** Source data follows **
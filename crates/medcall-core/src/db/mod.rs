//! Database layer for medcall.
//!
//! Table-level operations live in per-table modules as free functions taking
//! a `&Connection`, so the same query code runs both standalone and inside a
//! caller-owned transaction (the identity resolver and the write coordinators
//! always go through one).

mod schema;
mod operators;
mod patients;
mod calls;
mod ratings;
mod feedbacks;
mod messages;
mod outbox;

pub use calls::*;
pub use feedbacks::*;
pub use messages::*;
pub use operators::*;
pub use outbox::*;
pub use patients::*;
pub use ratings::*;
pub use schema::*;

use rusqlite::Connection;
use std::path::Path;
use thiserror::Error;

/// Database errors.
#[derive(Error, Debug)]
pub enum DbError {
    #[error("SQLite error: {0}")]
    Sqlite(#[from] rusqlite::Error),

    #[error("JSON serialization error: {0}")]
    Json(#[from] serde_json::Error),

    #[error("Record not found: {0}")]
    NotFound(String),

    #[error("Constraint violation: {0}")]
    Constraint(String),
}

pub type DbResult<T> = Result<T, DbError>;

/// Database connection wrapper.
pub struct Database {
    conn: Connection,
}

impl Database {
    /// Open database at path, creating if needed.
    pub fn open<P: AsRef<Path>>(path: P) -> DbResult<Self> {
        let conn = Connection::open(path)?;
        let db = Self { conn };
        db.initialize()?;
        Ok(db)
    }

    /// Create in-memory database (for testing).
    pub fn open_in_memory() -> DbResult<Self> {
        let conn = Connection::open_in_memory()?;
        let db = Self { conn };
        db.initialize()?;
        Ok(db)
    }

    /// Initialize schema.
    fn initialize(&self) -> DbResult<()> {
        self.conn.execute_batch(SCHEMA)?;
        Ok(())
    }

    /// Get raw connection (for advanced queries).
    pub fn conn(&self) -> &Connection {
        &self.conn
    }

    /// Begin a transaction.
    pub fn transaction(&mut self) -> DbResult<rusqlite::Transaction<'_>> {
        Ok(self.conn.transaction()?)
    }
}
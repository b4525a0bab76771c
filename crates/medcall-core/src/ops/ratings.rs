//! Rating creation, single and bulk.

use rusqlite::Connection;
use tracing::info;

use crate::db::{insert_rating, Database};
use crate::models::{Branch, Patient, Rating, RatingCategory, Score};
use crate::resolver::resolve_patient;

use super::{require_operator, OpsResult};

/// Input for one rating.
#[derive(Debug, Clone)]
pub struct NewRating {
    pub category: RatingCategory,
    pub score: Score,
    pub phone_number: String,
    pub branch: Branch,
    pub feedback_id: Option<String>,
}

fn persist_rating(
    conn: &Connection,
    operator_id: &str,
    patient: &Patient,
    input: &NewRating,
) -> OpsResult<Rating> {
    let rating = Rating::new(
        input.category,
        input.score,
        input.branch,
        operator_id.to_string(),
        Some(patient.id.clone()),
        input.feedback_id.clone(),
    );
    insert_rating(conn, &rating)?;
    Ok(rating)
}

/// Persist a single rating, resolving the patient in the same transaction.
pub fn create_rating(db: &mut Database, operator_id: &str, input: NewRating) -> OpsResult<Rating> {
    let tx = db.transaction()?;

    require_operator(&tx, operator_id)?;
    let patient = resolve_patient(&tx, &input.phone_number, Some(input.branch))?;
    let rating = persist_rating(&tx, operator_id, &patient, &input)?;

    tx.commit().map_err(crate::db::DbError::from)?;
    info!(rating_id = %rating.id, patient_id = %patient.id, "rating recorded");
    Ok(rating)
}

/// Persist a batch of ratings for one patient contact. Categories the caller
/// left out are filled with the maximum score, so every submission covers
/// all five categories. The whole batch shares one patient resolution.
pub fn create_rating_batch(
    db: &mut Database,
    operator_id: &str,
    phone_number: &str,
    branch: Branch,
    scores: &[(RatingCategory, Score)],
) -> OpsResult<Vec<Rating>> {
    let tx = db.transaction()?;

    require_operator(&tx, operator_id)?;
    let patient = resolve_patient(&tx, phone_number, Some(branch))?;

    let mut ratings = Vec::with_capacity(RatingCategory::ALL.len());
    for category in RatingCategory::ALL {
        let score = scores
            .iter()
            .find(|(c, _)| *c == category)
            .map(|(_, s)| *s)
            .unwrap_or(Score::MAX);
        let input = NewRating {
            category,
            score,
            phone_number: phone_number.to_string(),
            branch,
            feedback_id: None,
        };
        ratings.push(persist_rating(&tx, operator_id, &patient, &input)?);
    }

    tx.commit().map_err(crate::db::DbError::from)?;
    info!(
        patient_id = %patient.id,
        provided = scores.len(),
        total = ratings.len(),
        "rating batch recorded"
    );
    Ok(ratings)
}
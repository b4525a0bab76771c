//! Medcall Core Library
//!
//! Clinic call-center backend: patient identity resolution, bulk import
//! reconciliation, call/rating/complaint writes and summary reporting.
//!
//! # Architecture
//!
//! ```text
//! Spreadsheet grid                 Operator actions
//!       │                    (call / rating / complaint)
//!       ▼                                │
//!  Import Pipeline                       ▼
//!  header → rows →               ┌───────────────────┐
//!  dedup → batch NEW ──────────▶ │ Identity Resolver │ ◀── phone normalizer
//!                                │  (one tx, one     │     branch matcher
//!                                │   patient/phone)  │
//!                                └─────────┬─────────┘
//!                                          │
//!                        ┌─────────────────┼─────────────────┐
//!                        ▼                 ▼                 ▼
//!                   CallRecord          Ratings       Feedback + claimed
//!                                                       messages
//!                                                          │ (same tx)
//!                                                          ▼
//!                                                     card_outbox
//!                                                          │ post-commit
//!                                                          ▼
//!                                                    OutboxWorker ──▶ CardBoard
//! ```
//!
//! # Core Principle
//!
//! **At most one canonical patient per phone number.** Every write path goes
//! through the resolver inside its own transaction; the partial unique index
//! on (phone, REGULAR) backstops concurrent first contacts.
//!
//! # Modules
//!
//! - [`db`]: SQLite database layer
//! - [`models`]: Domain types (Patient, CallRecord, Rating, Feedback, etc.)
//! - [`resolver`]: Phone normalizer, branch matcher and identity resolver
//! - [`import`]: Spreadsheet import pipeline
//! - [`ops`]: Transactional write coordinators and the outbox worker
//! - [`board`]: Card-board contract and card rendering
//! - [`export`]: Per-branch summary reports

pub mod board;
pub mod db;
pub mod export;
pub mod import;
pub mod models;
pub mod ops;
pub mod resolver;

// Re-export commonly used types
pub use board::{BoardError, CardBoard, CardRequest, CreatedCard};
pub use db::Database;
pub use export::{SummaryExporter, SummaryReport};
pub use import::{import_grid, ImportError, ImportReport, SheetGrid};
pub use models::{
    Branch, CallOutcome, CallRecord, Feedback, FeedbackCategory, Message, Operator, Patient,
    PatientStatus, Rating, RatingCategory, Score,
};
pub use ops::{
    create_call_record, create_feedback, create_rating, create_rating_batch, NewCallRecord,
    NewFeedback, NewRating, OpsError, OutboxWorker,
};
pub use resolver::{normalize_phone, resolve_patient, BranchMatcher, ResolveError};
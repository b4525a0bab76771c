//! Feedback (complaint) table operations.

use rusqlite::{params, Connection, OptionalExtension, Row};

use super::{Database, DbError, DbResult};
use crate::models::{Feedback, FeedbackCategory};

fn map_feedback_row(row: &Row<'_>) -> rusqlite::Result<Feedback> {
    let category: String = row.get(3)?;
    Ok(Feedback {
        id: row.get(0)?,
        first_name: row.get(1)?,
        last_name: row.get(2)?,
        category: FeedbackCategory::parse(&category).unwrap_or(FeedbackCategory::Complaint),
        status: row.get(4)?,
        phone_number: row.get(5)?,
        operator_id: row.get(6)?,
        patient_id: row.get(7)?,
        created_at: row.get(8)?,
        updated_at: row.get(9)?,
    })
}

const FEEDBACK_COLUMNS: &str = "id, first_name, last_name, category, status, phone_number, \
                                operator_id, patient_id, created_at, updated_at";

/// Insert a new feedback.
pub fn insert_feedback(conn: &Connection, feedback: &Feedback) -> DbResult<()> {
    conn.execute(
        r#"
        INSERT INTO feedbacks (
            id, first_name, last_name, category, status, phone_number,
            operator_id, patient_id, created_at, updated_at
        ) VALUES (?1, ?2, ?3, ?4, ?5, ?6, ?7, ?8, ?9, ?10)
        "#,
        params![
            feedback.id,
            feedback.first_name,
            feedback.last_name,
            feedback.category.as_str(),
            feedback.status,
            feedback.phone_number,
            feedback.operator_id,
            feedback.patient_id,
            feedback.created_at,
            feedback.updated_at,
        ],
    )?;
    Ok(())
}

/// Get a feedback by id.
pub fn get_feedback(conn: &Connection, id: &str) -> DbResult<Option<Feedback>> {
    conn.query_row(
        &format!("SELECT {FEEDBACK_COLUMNS} FROM feedbacks WHERE id = ?"),
        [id],
        map_feedback_row,
    )
    .optional()
    .map_err(Into::into)
}

impl Database {
    /// Update the workflow status of a feedback (driven by the external
    /// board's webhook when a card moves between columns).
    pub fn update_feedback_status(&self, id: &str, status: &str) -> DbResult<()> {
        let rows_affected = self.conn.execute(
            "UPDATE feedbacks SET status = ?2, updated_at = datetime('now') WHERE id = ?1",
            params![id, status],
        )?;
        if rows_affected == 0 {
            return Err(DbError::NotFound(format!("feedback {id}")));
        }
        Ok(())
    }

    /// List all feedbacks, newest first.
    pub fn list_feedbacks(&self) -> DbResult<Vec<Feedback>> {
        let mut stmt = self.conn.prepare(&format!(
            "SELECT {FEEDBACK_COLUMNS} FROM feedbacks ORDER BY created_at DESC"
        ))?;
        let rows = stmt.query_map([], map_feedback_row)?;
        rows.collect::<Result<Vec<_>, _>>().map_err(Into::into)
    }
}
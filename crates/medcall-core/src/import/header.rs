//! Header row detection for imported patient sheets.

/// How deep into the sheet to look for a header row.
const HEADER_SCAN_DEPTH: usize = 10;

const NAME_KEYWORDS: &[&str] = &["фамилия", "имя", "фио", "name"];
const PHONE_KEYWORDS: &[&str] = &["телефон", "тел", "номер", "phone", "number"];
const BRANCH_KEYWORDS: &[&str] = &["филиал", "branch"];

/// Detected header row and column-role mapping. A role is `None` when no
/// column label matched it.
#[derive(Debug, Clone, PartialEq, Eq)]
pub struct HeaderMap {
    pub row: usize,
    pub name_col: Option<usize>,
    pub phone_col: Option<usize>,
    pub branch_col: Option<usize>,
}

fn matches_any(cell: &str, keywords: &[&str]) -> bool {
    let folded = cell.trim().to_lowercase();
    !folded.is_empty() && keywords.iter().any(|kw| folded.contains(kw))
}

/// Scan the first rows of a grid for the header. A row qualifies when at
/// least two of its cells label a known column role.
pub fn locate_header(grid: &[Vec<String>]) -> Option<HeaderMap> {
    for (row_index, row) in grid.iter().take(HEADER_SCAN_DEPTH).enumerate() {
        let mut name_col = None;
        let mut phone_col = None;
        let mut branch_col = None;

        for (col, cell) in row.iter().enumerate() {
            if name_col.is_none() && matches_any(cell, NAME_KEYWORDS) {
                name_col = Some(col);
            } else if phone_col.is_none() && matches_any(cell, PHONE_KEYWORDS) {
                phone_col = Some(col);
            } else if branch_col.is_none() && matches_any(cell, BRANCH_KEYWORDS) {
                branch_col = Some(col);
            }
        }

        let matched =
            [name_col, phone_col, branch_col].iter().filter(|c| c.is_some()).count();
        if matched >= 2 {
            return Some(HeaderMap {
                row: row_index,
                name_col,
                phone_col,
                branch_col,
            });
        }
    }
    None
}

#[cfg(test)]
mod tests {
    use super::*;

    fn row(cells: &[&str]) -> Vec<String> {
        cells.iter().map(|c| c.to_string()).collect()
    }

    #[test]
    fn test_finds_russian_header() {
        let grid = vec![
            row(&["Отчёт за февраль", "", ""]),
            row(&["", "", ""]),
            row(&["ФИО пациента", "Номер телефона", "Филиал"]),
        ];
        let header = locate_header(&grid).unwrap();
        assert_eq!(header.row, 2);
        assert_eq!(header.name_col, Some(0));
        assert_eq!(header.phone_col, Some(1));
        assert_eq!(header.branch_col, Some(2));
    }

    #[test]
    fn test_two_roles_suffice() {
        let grid = vec![row(&["Имя", "Телефон"])];
        let header = locate_header(&grid).unwrap();
        assert_eq!(header.branch_col, None);
    }

    #[test]
    fn test_one_role_is_not_a_header() {
        let grid = vec![row(&["Телефон", "Комментарий"]), row(&["", ""])];
        assert_eq!(locate_header(&grid), None);
    }

    #[test]
    fn test_scan_depth_limit() {
        let mut grid = vec![row(&["", ""]); 10];
        grid.push(row(&["Имя", "Телефон", "Филиал"]));
        assert_eq!(locate_header(&grid), None);
    }

    #[test]
    fn test_english_labels() {
        let grid = vec![row(&["Name", "Phone number", "Branch"])];
        let header = locate_header(&grid).unwrap();
        assert_eq!(header.name_col, Some(0));
        assert_eq!(header.phone_col, Some(1));
        assert_eq!(header.branch_col, Some(2));
    }
}
//! Patient models.

use serde::{Deserialize, Serialize};

use super::Branch;

/// Lifecycle status of a patient record.
///
/// `New` marks a first walk-in contact (typically a bulk import row) with no
/// confirmed follow-up engagement. `Regular` is the terminal promotion state,
/// reached the first time any business event (call, rating, complaint)
/// references the patient's phone number. At most one `Regular` row may exist
/// per canonical phone number; `New` duplicates may transiently coexist and
/// are collapsed on the next resolution.
#[derive(Debug, Clone, Copy, PartialEq, Eq, Serialize, Deserialize)]
pub enum PatientStatus {
    New,
    Regular,
}

impl PatientStatus {
    pub fn as_str(&self) -> &'static str {
        match self {
            PatientStatus::New => "NEW",
            PatientStatus::Regular => "REGULAR",
        }
    }

    pub fn parse(s: &str) -> Option<PatientStatus> {
        match s {
            "NEW" => Some(PatientStatus::New),
            "REGULAR" => Some(PatientStatus::Regular),
            _ => None,
        }
    }
}

/// Canonical identity for a phone number.
#[derive(Debug, Clone, Serialize, Deserialize, PartialEq)]
pub struct Patient {
    /// Row UUID.
    pub id: String,
    /// Canonical phone number (`+` plus digits).
    pub phone_number: String,
    pub first_name: Option<String>,
    pub last_name: Option<String>,
    pub branch: Option<Branch>,
    pub status: PatientStatus,
    /// Checkout date carried from the import file's date-separator rows
    /// (ISO calendar date, free text at the storage level).
    pub checkout: Option<String>,
    pub created_at: String,
    pub updated_at: String,
}

impl Patient {
    /// Create a walk-in patient at `New` status, as the import pipeline does.
    pub fn walk_in(
        phone_number: String,
        first_name: Option<String>,
        last_name: Option<String>,
        branch: Option<Branch>,
        checkout: Option<String>,
    ) -> Self {
        let now = chrono::Utc::now().to_rfc3339();
        Self {
            id: uuid::Uuid::new_v4().to_string(),
            phone_number,
            first_name,
            last_name,
            branch,
            status: PatientStatus::New,
            checkout,
            created_at: now.clone(),
            updated_at: now,
        }
    }

    /// Create a patient directly at `Regular` status, as the identity
    /// resolver does on first contact through a business write.
    pub fn established(phone_number: String, branch: Option<Branch>) -> Self {
        let now = chrono::Utc::now().to_rfc3339();
        Self {
            id: uuid::Uuid::new_v4().to_string(),
            phone_number,
            first_name: None,
            last_name: None,
            branch,
            status: PatientStatus::Regular,
            checkout: None,
            created_at: now.clone(),
            updated_at: now,
        }
    }

    /// Display name, empty when both name parts are missing.
    pub fn full_name(&self) -> String {
        match (&self.first_name, &self.last_name) {
            (Some(f), Some(l)) => format!("{} {}", f, l),
            (Some(f), None) => f.clone(),
            (None, Some(l)) => l.clone(),
            (None, None) => String::new(),
        }
    }
}

/// Split a free-form full-name cell into (first name, last name).
///
/// First whitespace-separated token becomes the first name; the remaining
/// tokens, joined, become the last name. A single-token name yields an empty
/// last name, which is allowed.
pub fn split_full_name(full_name: &str) -> (String, String) {
    let mut parts = full_name.split_whitespace();
    let first = parts.next().unwrap_or_default().to_string();
    let rest: Vec<&str> = parts.collect();
    (first, rest.join(" "))
}

#[cfg(test)]
mod tests {
    use super::*;

    #[test]
    fn test_walk_in_patient() {
        let patient = Patient::walk_in(
            "+998901234567".into(),
            Some("Алишер".into()),
            Some("Каримов".into()),
            Some(Branch::Tashkent),
            Some("2026-02-01".into()),
        );
        assert_eq!(patient.status, PatientStatus::New);
        assert_eq!(patient.id.len(), 36); // UUID format
        assert_eq!(patient.full_name(), "Алишер Каримов");
    }

    #[test]
    fn test_established_patient() {
        let patient = Patient::established("+998901234567".into(), None);
        assert_eq!(patient.status, PatientStatus::Regular);
        assert!(patient.checkout.is_none());
        assert_eq!(patient.full_name(), "");
    }

    #[test]
    fn test_status_roundtrip() {
        assert_eq!(PatientStatus::parse("NEW"), Some(PatientStatus::New));
        assert_eq!(PatientStatus::parse("REGULAR"), Some(PatientStatus::Regular));
        assert_eq!(PatientStatus::parse("Постоянный"), None);
    }

    #[test]
    fn test_split_full_name() {
        assert_eq!(
            split_full_name("Каримов Алишер"),
            ("Каримов".to_string(), "Алишер".to_string())
        );
        assert_eq!(
            split_full_name("Каримов Алишер Бахтиёрович"),
            ("Каримов".to_string(), "Алишер Бахтиёрович".to_string())
        );
        // Single token is allowed - last name stays empty
        assert_eq!(split_full_name("Мадонна"), ("Мадонна".to_string(), String::new()));
        assert_eq!(split_full_name("  "), (String::new(), String::new()));
    }
}
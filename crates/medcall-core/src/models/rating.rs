//! Satisfaction rating models.

use serde::{Deserialize, Serialize};

use super::Branch;

/// The five fixed rating categories. A bulk submission always produces
/// exactly one rating per category.
#[derive(Debug, Clone, Copy, PartialEq, Eq, Hash, Serialize, Deserialize)]
pub enum RatingCategory {
    Doctors,
    Nurses,
    Cleaning,
    Kitchen,
    Reception,
}

impl RatingCategory {
    pub const ALL: [RatingCategory; 5] = [
        RatingCategory::Doctors,
        RatingCategory::Nurses,
        RatingCategory::Cleaning,
        RatingCategory::Kitchen,
        RatingCategory::Reception,
    ];

    pub fn as_str(&self) -> &'static str {
        match self {
            RatingCategory::Doctors => "DOCTORS",
            RatingCategory::Nurses => "NURSES",
            RatingCategory::Cleaning => "CLEANING",
            RatingCategory::Kitchen => "KITCHEN",
            RatingCategory::Reception => "RECEPTION",
        }
    }

    pub fn parse(s: &str) -> Option<RatingCategory> {
        RatingCategory::ALL.iter().copied().find(|c| c.as_str() == s)
    }
}

/// A satisfaction score. Scores below 2 are not part of the scale.
#[derive(Debug, Clone, Copy, PartialEq, Eq, Hash, Serialize, Deserialize)]
pub enum Score {
    Two,
    Three,
    Four,
    Five,
}

impl Score {
    /// Default score used when a bulk submission omits a category.
    pub const MAX: Score = Score::Five;

    pub const ALL: [Score; 4] = [Score::Two, Score::Three, Score::Four, Score::Five];

    pub fn value(&self) -> i64 {
        match self {
            Score::Two => 2,
            Score::Three => 3,
            Score::Four => 4,
            Score::Five => 5,
        }
    }

    pub fn from_value(v: i64) -> Option<Score> {
        match v {
            2 => Some(Score::Two),
            3 => Some(Score::Three),
            4 => Some(Score::Four),
            5 => Some(Score::Five),
            _ => None,
        }
    }
}

/// One satisfaction score for one category.
#[derive(Debug, Clone, Serialize, Deserialize, PartialEq)]
pub struct Rating {
    pub id: String,
    pub category: RatingCategory,
    pub score: Score,
    pub branch: Branch,
    pub operator_id: String,
    pub patient_id: Option<String>,
    /// One-to-one link to a complaint, when the rating triggered one.
    pub feedback_id: Option<String>,
    pub created_at: String,
}

impl Rating {
    pub fn new(
        category: RatingCategory,
        score: Score,
        branch: Branch,
        operator_id: String,
        patient_id: Option<String>,
        feedback_id: Option<String>,
    ) -> Self {
        Self {
            id: uuid::Uuid::new_v4().to_string(),
            category,
            score,
            branch,
            operator_id,
            patient_id,
            feedback_id,
            created_at: chrono::Utc::now().to_rfc3339(),
        }
    }
}
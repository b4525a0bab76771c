//! Domain models for the medcall system.

mod branch;
mod call;
mod feedback;
mod message;
mod operator;
mod patient;
mod rating;

pub use branch::*;
pub use call::*;
pub use feedback::*;
pub use message::*;
pub use operator::*;
pub use patient::*;
pub use rating::*;
//! Inbound message pool operations.
//!
//! Bot messages land here as TEMPORARY rows. When an operator files a
//! feedback the selected messages are claimed in the same transaction,
//! which flips them to CLAIMED and pins the feedback id.

use rusqlite::{params, Connection, Row};

use super::{DbError, DbResult};
use crate::models::{Message, MessageKind, MessageStatus};

fn map_message_row(row: &Row<'_>) -> rusqlite::Result<Message> {
    let kind: String = row.get(1)?;
    let status: String = row.get(5)?;
    Ok(Message {
        id: row.get(0)?,
        kind: MessageKind::parse(&kind).unwrap_or(MessageKind::Text),
        sender: row.get(2)?,
        body: row.get(3)?,
        media_url: row.get(4)?,
        status: MessageStatus::parse(&status).unwrap_or(MessageStatus::Temporary),
        feedback_id: row.get(6)?,
        created_at: row.get(7)?,
    })
}

const MESSAGE_COLUMNS: &str =
    "id, kind, sender, body, media_url, status, feedback_id, created_at";

/// Insert a new inbound message.
pub fn insert_message(conn: &Connection, message: &Message) -> DbResult<()> {
    conn.execute(
        r#"
        INSERT INTO messages (
            id, kind, sender, body, media_url, status, feedback_id, created_at
        ) VALUES (?1, ?2, ?3, ?4, ?5, ?6, ?7, ?8)
        "#,
        params![
            message.id,
            message.kind.as_str(),
            message.sender,
            message.body,
            message.media_url,
            message.status.as_str(),
            message.feedback_id,
            message.created_at,
        ],
    )?;
    Ok(())
}

/// Claim TEMPORARY messages for a feedback. Every requested id must exist and
/// still be unclaimed, otherwise the whole claim is rejected and the caller's
/// transaction rolls back.
pub fn claim_messages(
    conn: &Connection,
    ids: &[String],
    feedback_id: &str,
) -> DbResult<Vec<Message>> {
    if ids.is_empty() {
        return Ok(Vec::new());
    }

    let placeholders = vec!["?"; ids.len()].join(", ");
    let mut stmt = conn.prepare(&format!(
        "SELECT {MESSAGE_COLUMNS} FROM messages
         WHERE id IN ({placeholders}) AND status = 'TEMPORARY'
         ORDER BY created_at ASC"
    ))?;
    let claimable = stmt
        .query_map(rusqlite::params_from_iter(ids.iter()), map_message_row)?
        .collect::<Result<Vec<_>, _>>()?;

    if claimable.len() != ids.len() {
        return Err(DbError::Constraint(format!(
            "cannot claim messages: {} of {} are missing or already claimed",
            ids.len() - claimable.len(),
            ids.len()
        )));
    }

    conn.execute(
        &format!(
            "UPDATE messages SET status = 'CLAIMED', feedback_id = ?1
             WHERE id IN ({placeholders})"
        ),
        rusqlite::params_from_iter(
            std::iter::once(feedback_id.to_string()).chain(ids.iter().cloned()),
        ),
    )?;

    let mut claimed = claimable;
    for message in &mut claimed {
        message.status = MessageStatus::Claimed;
        message.feedback_id = Some(feedback_id.to_string());
    }
    Ok(claimed)
}

/// Messages attached to a feedback, oldest first.
pub fn list_messages_for_feedback(conn: &Connection, feedback_id: &str) -> DbResult<Vec<Message>> {
    let mut stmt = conn.prepare(&format!(
        "SELECT {MESSAGE_COLUMNS} FROM messages
         WHERE feedback_id = ? ORDER BY created_at ASC"
    ))?;
    let rows = stmt.query_map([feedback_id], map_message_row)?;
    rows.collect::<Result<Vec<_>, _>>().map_err(Into::into)
}

#[cfg(test)]
mod tests {
    use super::*;
    use crate::db::{insert_feedback, insert_operator, Database};
    use crate::models::{Feedback, FeedbackCategory, Operator};

    fn setup_feedback(db: &Database) -> Feedback {
        let operator = Operator::new("Гульнора".into(), "operator".into());
        insert_operator(db.conn(), &operator).unwrap();
        let feedback = Feedback::new(
            None,
            None,
            FeedbackCategory::Complaint,
            "+998901234567".into(),
            operator.id,
            None,
        );
        insert_feedback(db.conn(), &feedback).unwrap();
        feedback
    }

    #[test]
    fn test_claim_flips_status() {
        let db = Database::open_in_memory().unwrap();
        let feedback = setup_feedback(&db);

        let m1 = Message::text("+998901234567".into(), "Очень долго ждали врача".into());
        let m2 = Message::voice("+998901234567".into(), "https://cdn/audio/1.ogg".into());
        insert_message(db.conn(), &m1).unwrap();
        insert_message(db.conn(), &m2).unwrap();

        let claimed =
            claim_messages(db.conn(), &[m1.id.clone(), m2.id.clone()], &feedback.id).unwrap();
        assert_eq!(claimed.len(), 2);
        assert!(claimed
            .iter()
            .all(|m| m.status == MessageStatus::Claimed));

        let attached = list_messages_for_feedback(db.conn(), &feedback.id).unwrap();
        assert_eq!(attached.len(), 2);
    }

    #[test]
    fn test_claim_rejects_already_claimed() {
        let db = Database::open_in_memory().unwrap();
        let feedback = setup_feedback(&db);

        let m1 = Message::text("+998901234567".into(), "Жалоба".into());
        insert_message(db.conn(), &m1).unwrap();
        claim_messages(db.conn(), &[m1.id.clone()], &feedback.id).unwrap();

        let result = claim_messages(db.conn(), &[m1.id.clone()], &feedback.id);
        assert!(matches!(result, Err(DbError::Constraint(_))));
    }

    #[test]
    fn test_claim_rejects_missing_id() {
        let db = Database::open_in_memory().unwrap();
        let feedback = setup_feedback(&db);

        let result = claim_messages(db.conn(), &["missing".to_string()], &feedback.id);
        assert!(matches!(result, Err(DbError::Constraint(_))));
    }
}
** End of Source data **
Only the lines that contain the string "rusqlite" are to be copied from the records.

• _Output for this task_
use rusqlite::Connection;
    Sqlite(#[from] rusqlite::Error),
    pub fn transaction(&mut self) -> DbResult<rusqlite::Transaction<'_>> {
use rusqlite::Connection;
use rusqlite::{params, Connection, OptionalExtension, Row};
fn map_feedback_row(row: &Row<'_>) -> rusqlite::Result<Feedback> {
use rusqlite::{params, Connection, Row};
fn map_message_row(row: &Row<'_>) -> rusqlite::Result<Message> {
        .query_map(rusqlite::params_from_iter(ids.iter()), map_message_row)?
        rusqlite::params_from_iter(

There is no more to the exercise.